Golf involves hitting a ball over long distances toward an objective – a green. It’s a slower paced game than tennis. It’s contemplative – there’s plenty of time after a shot to consider your next one. There are obstacles in the way, such as long grass, trees and sand traps, but you have plenty of tools at your disposal to deal with the challenges. You have opponents, but not one who is hitting the ball back at you. Your biggest opponent resides in your own head. In golf everyone is playing the same game, under the same conditions, with the same objective. There’s no impeding, it’s just a matter of who gets there first. It’s collaborative – sometimes you have access to a caddy who can advise you on how putts break, and even your opponents will help you look for a lost ball and congratulate you on a nice shot.

Tennis requires quick, lateral movement, while golf involves slow, forward movement. In tennis you often take one step in 25 directions, whereas in golf you take 25 steps in one direction.

I think you get the point: You can either spend your day acting in accordance with your own priorities, or let someone else set an agenda for you. If your day is spent reading and responding to email, texts and social media inputs, then you’re playing tennis. You’re hitting the ball over the net, getting a momentary jolt of pleasure as a result, only to realize that the ball is buzzing right back at you. You’re reactive. Days go by and you look back and realize that you’ve accomplished a lot, but relatively little of significance.

For most lawyers, this is the “Groundhog Day” of office existence.

On the other hand, if your days are structured in such a way to create space for deep, thoughtful, meaningful work that focuses on the most important issues facing your clients and takes you toward your career goals, then you’re playing golf.

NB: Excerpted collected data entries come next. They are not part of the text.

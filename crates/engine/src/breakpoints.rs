// Codepad - Terminal Code Editor
// Copyright (C) 2024 Zhuo Zhang and Wuqi Zhang
//
// This program is free software: you can redistribute it and/or modify
// it under the terms of the GNU Affero General Public License as published by
// the Free Software Foundation, either version 3 of the License, or
// (at your option) any later version.
//
// This program is distributed in the hope that it will be useful,
// but WITHOUT ANY WARRANTY; without even the implied warranty of
// MERCHANTABILITY or FITNESS FOR A PARTICULAR PURPOSE. See the
// GNU Affero General Public License for more details.
//
// You should have received a copy of the GNU Affero General Public License
// along with this program. If not, see <https://www.gnu.org/licenses/>.

//! Line breakpoints.
//!
//! Breakpoints are plain line numbers. They are never checked against the
//! buffer length: a breakpoint past the end of the file is kept but never
//! reached.

use crate::surface::{DecorationLayer, EditorSurface};
use std::collections::BTreeSet;
use tracing::debug;

/// Set of breakpoint lines (1-based), iterated in ascending order.
#[derive(Debug, Clone, Default, PartialEq, Eq)]
pub struct BreakpointSet {
    lines: BTreeSet<usize>,
}

impl BreakpointSet {
    /// Create an empty set.
    pub fn new() -> Self {
        Self::default()
    }

    /// Flip the breakpoint on `line` and redraw the whole gutter layer.
    ///
    /// Returns `true` if the line holds a breakpoint afterwards.
    pub fn toggle(&mut self, line: usize, surface: &mut dyn EditorSurface) -> bool {
        let present = if self.lines.remove(&line) {
            false
        } else {
            self.lines.insert(line);
            true
        };

        debug!(line, present, "Toggled breakpoint");
        self.decorate(surface);
        present
    }

    /// Push the full set to the gutter layer of `surface`.
    pub fn decorate(&self, surface: &mut dyn EditorSurface) {
        let lines: Vec<usize> = self.lines.iter().copied().collect();
        surface.set_decorations(DecorationLayer::Breakpoints, &lines);
    }

    /// Whether `line` holds a breakpoint.
    pub fn contains(&self, line: usize) -> bool {
        self.lines.contains(&line)
    }

    /// Smallest breakpoint within `1..=line_count`.
    pub fn first_within(&self, line_count: usize) -> Option<usize> {
        self.lines.range(1..=line_count).next().copied()
    }

    /// Smallest breakpoint strictly after `line`, however far ahead.
    pub fn next_after(&self, line: usize) -> Option<usize> {
        self.lines.range(line + 1..).next().copied()
    }

    /// Breakpoints in ascending order.
    pub fn iter(&self) -> impl Iterator<Item = usize> + '_ {
        self.lines.iter().copied()
    }

    /// Number of breakpoints.
    pub fn len(&self) -> usize {
        self.lines.len()
    }

    /// Whether the set is empty.
    pub fn is_empty(&self) -> bool {
        self.lines.is_empty()
    }
}

impl FromIterator<usize> for BreakpointSet {
    fn from_iter<I: IntoIterator<Item = usize>>(iter: I) -> Self {
        Self { lines: iter.into_iter().collect() }
    }
}
// Codepad - Terminal Code Editor
// Copyright (C) 2024 Zhuo Zhang and Wuqi Zhang
//
// This program is free software: you can redistribute it and/or modify
// it under the terms of the GNU Affero General Public License as published by
// the Free Software Foundation, either version 3 of the License, or
// (at your option) any later version.
//
// This program is distributed in the hope that it will be useful,
// but WITHOUT ANY WARRANTY; without even the implied warranty of
// MERCHANTABILITY or FITNESS FOR A PARTICULAR PURPOSE. See the
// GNU Affero General Public License for more details.
//
// You should have received a copy of the GNU Affero General Public License
// along with this program. If not, see <https://www.gnu.org/licenses/>.

//! End-to-end simulated debugging through the workspace reducer

use codepad_common::{Language, SourceBuffer, VariableValue};
use codepad_engine::{
    Action, BreakpointSet, DebugSession, NullSurface, Outcome, RecordingSurface, StartOutcome,
    StepOutcome, Workspace, MSG_FINISHED, MSG_STARTED,
};
use tracing::info;

fn run_to_end(mut ws: Workspace, surface: &mut RecordingSurface) -> (Workspace, Vec<usize>) {
    let mut visited = Vec::new();
    let (next, outcome) = ws.apply(Action::StartDebugging, surface);
    ws = next;
    if let Outcome::Started(StartOutcome::Started { line }) = outcome {
        visited.push(line);
    }

    loop {
        let (next, outcome) = ws.apply(Action::Step, surface);
        ws = next;
        match outcome {
            Outcome::Stepped(StepOutcome::Moved(line)) => visited.push(line),
            _ => break,
        }
    }
    (ws, visited)
}

#[test]
fn test_linear_walk_without_breakpoints() {
    codepad_common::logging::ensure_test_logging(None);
    info!("Running test");

    for n in 1..=6 {
        let text = (1..=n).map(|i| format!("x{i} = {i}")).collect::<Vec<_>>().join("\n");
        let ws = Workspace::with_content(Language::Python, &text);
        let mut surface = RecordingSurface::default();

        let (ws, visited) = run_to_end(ws, &mut surface);
        assert_eq!(visited, (1..=n).collect::<Vec<_>>());
        assert_eq!(ws.session().current_line(), None);
        assert!(!ws.session().is_active());
        assert!(surface.execution.is_empty());
    }
}

#[test]
fn test_breakpoints_fast_forward() {
    codepad_common::logging::ensure_test_logging(None);
    info!("Running test");

    let text = (1..=20).map(|i| format!("let v{i} = {i};")).collect::<Vec<_>>().join("\n");
    let mut ws = Workspace::with_content(Language::JavaScript, &text);
    let mut surface = RecordingSurface::default();
    for line in [4, 15, 99] {
        ws = ws.apply(Action::ToggleBreakpoint(line), &mut surface).0;
    }
    assert_eq!(surface.breakpoints, vec![4, 15, 99]);

    let (ws, visited) = run_to_end(ws, &mut surface);
    // 99 is the next target after 15 and lies past the end
    assert_eq!(visited, vec![4, 15]);
    assert_eq!(ws.session().variables().len(), 20);
    assert_eq!(ws.session().output().first().map(String::as_str), Some(MSG_STARTED));
    assert_eq!(ws.session().output().last().map(String::as_str), Some(MSG_FINISHED));
}

#[test]
fn test_unreachable_breakpoint_starts_on_line_one() {
    codepad_common::logging::ensure_test_logging(None);
    info!("Running test");

    let buffer = SourceBuffer::from_lines(["a", "b", "c"]);
    let breakpoints: BreakpointSet = [5].into_iter().collect();
    let mut session = DebugSession::new();

    let outcome =
        session.start(&buffer, Language::PlainText, &[], &breakpoints, &mut NullSurface);
    assert_eq!(outcome, StartOutcome::Started { line: 1 });
    assert_eq!(session.step(&breakpoints, &mut NullSurface), StepOutcome::Finished);
    assert_eq!(session.current_line(), None);
    assert!(!session.is_active());
}

#[test]
fn test_step_to_breakpoint_past_end_finishes() {
    codepad_common::logging::ensure_test_logging(None);
    info!("Running test");

    let buffer = SourceBuffer::from_lines(["a", "b", "c"]);
    let breakpoints: BreakpointSet = [2, 5].into_iter().collect();
    let mut session = DebugSession::new();

    let outcome =
        session.start(&buffer, Language::PlainText, &[], &breakpoints, &mut NullSurface);
    assert_eq!(outcome, StartOutcome::Started { line: 2 });
    assert_eq!(session.step(&breakpoints, &mut NullSurface), StepOutcome::Finished);
    assert_eq!(session.output().last().map(String::as_str), Some(MSG_FINISHED));
}

#[test]
fn test_variables_are_raw_text_and_not_deduplicated() {
    codepad_common::logging::ensure_test_logging(None);
    info!("Running test");

    let ws = Workspace::with_content(Language::JavaScript, "let x = 5;\nlet x = x * 2;\nx++;");
    let (ws, _) = ws.apply(Action::StartDebugging, &mut NullSurface);

    let vars = ws.session().variables();
    assert_eq!(vars.len(), 2);
    assert_eq!(vars[0].name, "x");
    assert_eq!(vars[0].value, VariableValue::RawText("5".to_string()));
    assert_eq!(vars[1].value.as_str(), "x * 2");
    assert_eq!(vars[1].line, 2);
}

#[test]
fn test_edits_during_session_do_not_affect_frozen_buffer() {
    codepad_common::logging::ensure_test_logging(None);
    info!("Running test");

    let ws = Workspace::with_content(Language::Python, "a = 1\nb = 2");
    let (ws, _) = ws.apply(Action::StartDebugging, &mut NullSurface);
    let (ws, _) = ws.apply(
        Action::ContentChanged(SourceBuffer::from_text("a = 1\nb = 2\nc = 3\nd = 4")),
        &mut NullSurface,
    );

    assert_eq!(ws.session().frozen().line_count(), 2);
    let (ws, outcome) = ws.apply(Action::Step, &mut NullSurface);
    assert_eq!(outcome, Outcome::Stepped(StepOutcome::Moved(2)));
    let (_, outcome) = ws.apply(Action::Step, &mut NullSurface);
    assert_eq!(outcome, Outcome::Stepped(StepOutcome::Finished));
}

Successful lawyers play golf (in the metaphorical sense, of course – there’s little time to play actual golf these days!). They tee it up every day. They shut out distractions and make their time spent doing deep inviolate.

As Pressfield explains, they don’t wait for inspiration, they stick to a routine and their Muse visits them as a result: “Someone once asked Somerset Maughham if he wrote on a schedule or only when struck by inspiration. ’I write only when inspiration strikes,’ he replied. ’Fortunately it strikes every morning at nine o’clock sharp.’”

The biggest difference between mediocrity and high achievement, therefore, is not innate talent or even hard work. It’s the ability to be effective at doing the right things. And in order to be effective, one’s daily activities as a lawyer must be carefully curated to include work on what’s most important and exclude all else.

If your day is spent chasing balls all over the court, you’ll be exhausted and find yourself stuck in the same place. But if you spend your time walking down the fairway – slowly, steadily, contemplatively and purposefully – you’ll reach your destination, refreshed and ready for the next challenge.